THE PROBLEM:
Please work out how many lines in the entries below include the string "goes", and reply with the number alone.

────────────────

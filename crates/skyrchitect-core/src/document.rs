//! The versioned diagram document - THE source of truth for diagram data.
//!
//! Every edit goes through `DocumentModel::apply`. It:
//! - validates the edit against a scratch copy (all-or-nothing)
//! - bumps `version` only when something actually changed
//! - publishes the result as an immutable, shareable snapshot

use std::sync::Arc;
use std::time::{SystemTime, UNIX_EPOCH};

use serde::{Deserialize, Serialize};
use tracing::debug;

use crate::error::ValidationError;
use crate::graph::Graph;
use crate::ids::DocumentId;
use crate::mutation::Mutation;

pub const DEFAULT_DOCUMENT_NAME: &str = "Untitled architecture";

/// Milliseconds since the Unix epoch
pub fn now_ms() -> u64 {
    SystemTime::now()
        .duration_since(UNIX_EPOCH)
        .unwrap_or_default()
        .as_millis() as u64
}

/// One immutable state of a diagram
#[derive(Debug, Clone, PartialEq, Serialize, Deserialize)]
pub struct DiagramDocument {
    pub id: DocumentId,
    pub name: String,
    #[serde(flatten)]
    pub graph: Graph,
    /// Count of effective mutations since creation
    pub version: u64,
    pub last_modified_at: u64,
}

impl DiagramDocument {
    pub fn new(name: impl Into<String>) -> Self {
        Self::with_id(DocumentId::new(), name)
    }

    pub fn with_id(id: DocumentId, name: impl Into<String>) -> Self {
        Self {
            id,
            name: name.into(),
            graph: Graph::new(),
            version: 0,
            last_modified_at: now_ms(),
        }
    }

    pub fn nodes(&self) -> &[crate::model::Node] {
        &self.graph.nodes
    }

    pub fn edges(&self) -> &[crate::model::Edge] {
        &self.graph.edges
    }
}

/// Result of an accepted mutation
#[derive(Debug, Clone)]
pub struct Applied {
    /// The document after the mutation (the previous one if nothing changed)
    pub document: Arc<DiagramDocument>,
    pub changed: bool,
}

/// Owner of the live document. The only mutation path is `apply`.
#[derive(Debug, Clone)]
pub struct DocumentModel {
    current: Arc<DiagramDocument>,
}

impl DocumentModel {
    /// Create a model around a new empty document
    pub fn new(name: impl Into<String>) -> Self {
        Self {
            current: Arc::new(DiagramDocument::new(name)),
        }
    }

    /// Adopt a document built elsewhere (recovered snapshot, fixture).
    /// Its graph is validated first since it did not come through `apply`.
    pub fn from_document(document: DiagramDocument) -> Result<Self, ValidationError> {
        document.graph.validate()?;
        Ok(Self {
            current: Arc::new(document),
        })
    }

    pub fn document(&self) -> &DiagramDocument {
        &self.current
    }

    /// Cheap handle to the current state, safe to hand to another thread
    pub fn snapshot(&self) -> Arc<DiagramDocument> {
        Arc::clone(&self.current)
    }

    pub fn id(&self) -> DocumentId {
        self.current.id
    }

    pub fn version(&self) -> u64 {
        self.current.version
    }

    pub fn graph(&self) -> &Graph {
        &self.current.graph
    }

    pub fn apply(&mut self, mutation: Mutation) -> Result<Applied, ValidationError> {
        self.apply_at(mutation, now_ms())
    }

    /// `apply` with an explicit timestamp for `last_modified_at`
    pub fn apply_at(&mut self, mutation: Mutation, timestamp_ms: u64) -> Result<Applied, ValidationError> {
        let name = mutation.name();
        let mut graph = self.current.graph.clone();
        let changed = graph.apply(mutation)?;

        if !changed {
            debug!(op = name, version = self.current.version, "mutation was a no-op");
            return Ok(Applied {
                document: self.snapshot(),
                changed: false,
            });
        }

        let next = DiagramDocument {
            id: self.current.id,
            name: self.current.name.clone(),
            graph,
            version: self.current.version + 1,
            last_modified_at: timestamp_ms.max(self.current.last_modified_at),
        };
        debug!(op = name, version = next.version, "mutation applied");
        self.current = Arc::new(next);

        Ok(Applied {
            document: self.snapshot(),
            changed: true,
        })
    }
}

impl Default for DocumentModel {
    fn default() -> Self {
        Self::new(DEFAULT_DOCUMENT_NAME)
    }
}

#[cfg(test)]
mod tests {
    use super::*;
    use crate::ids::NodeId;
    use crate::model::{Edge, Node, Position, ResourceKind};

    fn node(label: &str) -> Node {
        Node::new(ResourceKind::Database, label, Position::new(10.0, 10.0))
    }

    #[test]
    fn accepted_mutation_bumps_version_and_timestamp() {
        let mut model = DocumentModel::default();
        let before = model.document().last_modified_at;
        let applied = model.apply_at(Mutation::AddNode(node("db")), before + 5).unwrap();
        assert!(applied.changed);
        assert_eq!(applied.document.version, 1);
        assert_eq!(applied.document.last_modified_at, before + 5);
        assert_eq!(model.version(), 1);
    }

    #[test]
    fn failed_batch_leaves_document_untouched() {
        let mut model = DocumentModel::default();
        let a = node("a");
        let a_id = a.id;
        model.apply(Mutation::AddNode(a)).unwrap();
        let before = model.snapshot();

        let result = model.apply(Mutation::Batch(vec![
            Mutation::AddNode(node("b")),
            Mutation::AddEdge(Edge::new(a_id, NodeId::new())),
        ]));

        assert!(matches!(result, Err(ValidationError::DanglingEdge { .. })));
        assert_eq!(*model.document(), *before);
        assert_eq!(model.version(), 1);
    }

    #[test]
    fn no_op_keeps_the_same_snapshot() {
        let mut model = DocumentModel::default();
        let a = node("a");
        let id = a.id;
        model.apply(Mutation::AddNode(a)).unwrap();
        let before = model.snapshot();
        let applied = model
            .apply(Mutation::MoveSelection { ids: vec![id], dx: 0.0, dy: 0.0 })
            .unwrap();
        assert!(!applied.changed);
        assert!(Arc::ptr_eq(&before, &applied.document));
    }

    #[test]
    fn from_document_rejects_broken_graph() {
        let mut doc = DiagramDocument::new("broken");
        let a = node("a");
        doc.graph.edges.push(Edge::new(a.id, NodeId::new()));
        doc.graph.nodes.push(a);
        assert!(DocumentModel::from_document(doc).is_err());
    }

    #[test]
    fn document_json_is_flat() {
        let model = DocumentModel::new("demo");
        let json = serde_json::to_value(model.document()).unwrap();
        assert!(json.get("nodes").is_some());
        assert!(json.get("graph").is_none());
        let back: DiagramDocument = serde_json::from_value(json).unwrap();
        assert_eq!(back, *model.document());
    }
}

────────────────

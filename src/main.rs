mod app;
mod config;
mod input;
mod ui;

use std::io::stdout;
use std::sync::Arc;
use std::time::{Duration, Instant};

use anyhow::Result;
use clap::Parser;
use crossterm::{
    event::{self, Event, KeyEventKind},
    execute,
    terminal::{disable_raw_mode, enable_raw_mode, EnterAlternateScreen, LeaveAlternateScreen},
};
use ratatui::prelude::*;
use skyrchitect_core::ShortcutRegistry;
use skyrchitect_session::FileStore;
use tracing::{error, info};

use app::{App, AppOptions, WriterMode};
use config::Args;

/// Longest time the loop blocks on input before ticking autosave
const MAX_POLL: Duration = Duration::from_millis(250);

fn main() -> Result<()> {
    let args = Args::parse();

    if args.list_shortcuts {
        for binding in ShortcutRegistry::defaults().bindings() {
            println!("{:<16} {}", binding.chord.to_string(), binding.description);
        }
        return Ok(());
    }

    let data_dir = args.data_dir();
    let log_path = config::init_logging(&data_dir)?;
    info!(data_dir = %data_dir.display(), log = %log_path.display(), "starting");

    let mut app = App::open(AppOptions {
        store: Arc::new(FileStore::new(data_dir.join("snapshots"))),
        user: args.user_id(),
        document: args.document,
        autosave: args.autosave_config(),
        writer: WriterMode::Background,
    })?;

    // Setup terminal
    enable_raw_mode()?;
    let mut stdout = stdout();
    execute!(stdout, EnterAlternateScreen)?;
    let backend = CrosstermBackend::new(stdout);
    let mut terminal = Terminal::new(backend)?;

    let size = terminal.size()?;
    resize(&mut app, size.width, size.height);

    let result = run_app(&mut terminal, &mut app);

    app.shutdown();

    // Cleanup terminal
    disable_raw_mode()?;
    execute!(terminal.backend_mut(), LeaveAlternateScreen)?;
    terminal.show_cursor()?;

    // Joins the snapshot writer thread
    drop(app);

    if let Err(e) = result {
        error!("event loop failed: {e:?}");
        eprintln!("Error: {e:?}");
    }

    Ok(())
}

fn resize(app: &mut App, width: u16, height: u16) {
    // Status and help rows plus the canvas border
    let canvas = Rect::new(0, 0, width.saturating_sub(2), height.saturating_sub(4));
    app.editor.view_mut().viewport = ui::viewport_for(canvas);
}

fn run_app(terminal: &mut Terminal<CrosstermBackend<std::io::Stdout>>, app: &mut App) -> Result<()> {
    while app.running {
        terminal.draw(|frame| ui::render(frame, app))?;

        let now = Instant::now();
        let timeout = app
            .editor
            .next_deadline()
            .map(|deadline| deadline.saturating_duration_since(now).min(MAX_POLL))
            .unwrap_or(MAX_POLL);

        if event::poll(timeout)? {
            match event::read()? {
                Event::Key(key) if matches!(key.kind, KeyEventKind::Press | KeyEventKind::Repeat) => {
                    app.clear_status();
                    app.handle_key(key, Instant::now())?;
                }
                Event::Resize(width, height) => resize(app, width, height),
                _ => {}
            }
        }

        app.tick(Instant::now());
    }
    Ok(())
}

────────────────

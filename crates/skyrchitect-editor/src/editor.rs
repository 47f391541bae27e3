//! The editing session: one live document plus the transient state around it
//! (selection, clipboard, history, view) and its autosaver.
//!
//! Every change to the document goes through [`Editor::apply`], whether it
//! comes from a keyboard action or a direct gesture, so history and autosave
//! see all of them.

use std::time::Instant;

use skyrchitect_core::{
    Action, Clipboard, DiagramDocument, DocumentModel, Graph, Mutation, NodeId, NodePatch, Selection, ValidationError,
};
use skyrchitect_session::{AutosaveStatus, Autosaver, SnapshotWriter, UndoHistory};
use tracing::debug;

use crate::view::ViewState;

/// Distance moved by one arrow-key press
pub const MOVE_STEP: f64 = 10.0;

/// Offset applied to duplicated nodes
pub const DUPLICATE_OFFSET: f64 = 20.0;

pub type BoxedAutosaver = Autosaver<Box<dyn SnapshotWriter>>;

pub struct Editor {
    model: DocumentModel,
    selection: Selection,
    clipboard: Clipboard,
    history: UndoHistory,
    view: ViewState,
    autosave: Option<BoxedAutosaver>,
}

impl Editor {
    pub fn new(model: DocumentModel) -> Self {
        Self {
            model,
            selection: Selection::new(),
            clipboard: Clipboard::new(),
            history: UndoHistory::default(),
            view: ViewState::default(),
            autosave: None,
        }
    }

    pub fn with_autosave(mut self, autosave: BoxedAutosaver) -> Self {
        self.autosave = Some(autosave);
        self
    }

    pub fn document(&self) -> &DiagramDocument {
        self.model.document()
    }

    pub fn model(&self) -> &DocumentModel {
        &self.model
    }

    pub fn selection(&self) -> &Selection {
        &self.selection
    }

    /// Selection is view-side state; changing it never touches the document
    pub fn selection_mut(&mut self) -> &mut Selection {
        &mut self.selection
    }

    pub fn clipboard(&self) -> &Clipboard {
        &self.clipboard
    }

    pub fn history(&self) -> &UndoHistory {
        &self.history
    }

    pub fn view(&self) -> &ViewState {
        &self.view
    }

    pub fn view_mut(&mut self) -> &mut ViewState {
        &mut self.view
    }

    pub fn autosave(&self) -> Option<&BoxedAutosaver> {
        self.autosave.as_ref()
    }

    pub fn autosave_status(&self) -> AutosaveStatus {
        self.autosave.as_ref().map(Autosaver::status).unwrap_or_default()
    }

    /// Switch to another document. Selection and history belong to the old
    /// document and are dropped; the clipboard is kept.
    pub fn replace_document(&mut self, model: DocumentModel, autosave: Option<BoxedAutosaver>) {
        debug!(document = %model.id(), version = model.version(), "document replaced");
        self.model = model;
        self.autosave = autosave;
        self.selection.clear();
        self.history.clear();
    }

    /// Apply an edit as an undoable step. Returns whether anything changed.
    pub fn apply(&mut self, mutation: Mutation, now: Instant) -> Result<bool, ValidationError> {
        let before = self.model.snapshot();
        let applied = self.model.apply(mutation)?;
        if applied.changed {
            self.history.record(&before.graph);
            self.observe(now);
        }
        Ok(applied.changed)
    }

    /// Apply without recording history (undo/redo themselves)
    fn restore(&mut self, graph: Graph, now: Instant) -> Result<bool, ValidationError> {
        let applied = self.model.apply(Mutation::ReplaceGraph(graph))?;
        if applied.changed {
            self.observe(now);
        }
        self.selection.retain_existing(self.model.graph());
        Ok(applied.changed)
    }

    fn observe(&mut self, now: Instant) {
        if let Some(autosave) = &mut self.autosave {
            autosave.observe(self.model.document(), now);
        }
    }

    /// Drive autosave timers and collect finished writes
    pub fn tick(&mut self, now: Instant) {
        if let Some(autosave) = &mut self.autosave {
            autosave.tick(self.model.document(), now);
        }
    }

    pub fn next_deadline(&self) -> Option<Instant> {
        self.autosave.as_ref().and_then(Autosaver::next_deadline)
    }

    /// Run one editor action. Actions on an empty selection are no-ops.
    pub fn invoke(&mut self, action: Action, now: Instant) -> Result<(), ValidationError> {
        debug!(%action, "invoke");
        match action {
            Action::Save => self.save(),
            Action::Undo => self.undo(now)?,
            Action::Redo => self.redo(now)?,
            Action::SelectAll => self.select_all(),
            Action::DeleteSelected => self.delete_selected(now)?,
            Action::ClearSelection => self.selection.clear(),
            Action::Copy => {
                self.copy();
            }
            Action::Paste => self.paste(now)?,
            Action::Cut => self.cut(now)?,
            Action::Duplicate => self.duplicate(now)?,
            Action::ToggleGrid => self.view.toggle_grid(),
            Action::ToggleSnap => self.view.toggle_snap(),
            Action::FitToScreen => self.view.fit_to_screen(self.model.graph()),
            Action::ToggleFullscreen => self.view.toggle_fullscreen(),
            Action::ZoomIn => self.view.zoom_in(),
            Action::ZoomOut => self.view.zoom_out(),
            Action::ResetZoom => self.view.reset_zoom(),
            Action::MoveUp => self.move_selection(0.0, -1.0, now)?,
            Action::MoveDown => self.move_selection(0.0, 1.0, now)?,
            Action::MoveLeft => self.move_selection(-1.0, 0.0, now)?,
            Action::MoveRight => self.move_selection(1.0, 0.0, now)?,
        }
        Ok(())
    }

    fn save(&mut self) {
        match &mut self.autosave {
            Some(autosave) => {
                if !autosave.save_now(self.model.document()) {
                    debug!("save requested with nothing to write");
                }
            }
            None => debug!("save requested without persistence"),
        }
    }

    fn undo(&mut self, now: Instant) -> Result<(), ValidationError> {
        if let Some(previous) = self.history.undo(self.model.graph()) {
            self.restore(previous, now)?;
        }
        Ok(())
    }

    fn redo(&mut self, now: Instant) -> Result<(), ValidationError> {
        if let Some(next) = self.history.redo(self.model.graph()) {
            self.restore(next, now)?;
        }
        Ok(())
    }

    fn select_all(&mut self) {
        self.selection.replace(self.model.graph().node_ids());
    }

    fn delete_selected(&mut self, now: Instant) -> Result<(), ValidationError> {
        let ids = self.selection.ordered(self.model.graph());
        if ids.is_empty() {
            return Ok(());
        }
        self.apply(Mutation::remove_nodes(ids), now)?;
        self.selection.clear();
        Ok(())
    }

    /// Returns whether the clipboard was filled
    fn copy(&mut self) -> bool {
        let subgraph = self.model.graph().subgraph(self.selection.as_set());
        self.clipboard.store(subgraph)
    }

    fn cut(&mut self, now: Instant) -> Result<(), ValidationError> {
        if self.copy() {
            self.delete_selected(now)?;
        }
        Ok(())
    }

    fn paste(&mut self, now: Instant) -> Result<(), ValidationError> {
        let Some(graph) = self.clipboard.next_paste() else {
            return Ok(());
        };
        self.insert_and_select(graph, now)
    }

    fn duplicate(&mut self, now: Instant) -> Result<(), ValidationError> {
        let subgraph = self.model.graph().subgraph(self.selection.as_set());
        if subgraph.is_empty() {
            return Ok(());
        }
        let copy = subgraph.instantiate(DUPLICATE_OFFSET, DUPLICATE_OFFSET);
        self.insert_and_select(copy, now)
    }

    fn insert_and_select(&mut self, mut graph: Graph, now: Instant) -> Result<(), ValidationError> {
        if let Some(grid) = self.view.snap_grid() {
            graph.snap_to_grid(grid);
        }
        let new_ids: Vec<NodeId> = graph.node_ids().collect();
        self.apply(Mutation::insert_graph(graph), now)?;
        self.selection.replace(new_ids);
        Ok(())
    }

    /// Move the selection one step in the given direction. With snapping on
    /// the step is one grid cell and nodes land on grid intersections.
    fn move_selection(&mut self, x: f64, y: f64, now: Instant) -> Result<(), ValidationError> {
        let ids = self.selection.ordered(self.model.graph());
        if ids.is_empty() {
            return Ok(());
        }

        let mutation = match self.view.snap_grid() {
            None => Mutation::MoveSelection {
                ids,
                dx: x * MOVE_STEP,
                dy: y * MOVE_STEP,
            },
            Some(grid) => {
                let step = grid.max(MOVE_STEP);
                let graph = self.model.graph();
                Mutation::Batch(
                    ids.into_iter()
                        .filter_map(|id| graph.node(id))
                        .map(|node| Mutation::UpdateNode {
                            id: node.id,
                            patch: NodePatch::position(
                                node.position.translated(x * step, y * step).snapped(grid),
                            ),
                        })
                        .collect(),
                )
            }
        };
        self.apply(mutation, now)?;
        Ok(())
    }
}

────────────────

YOUR RESPONSE:
2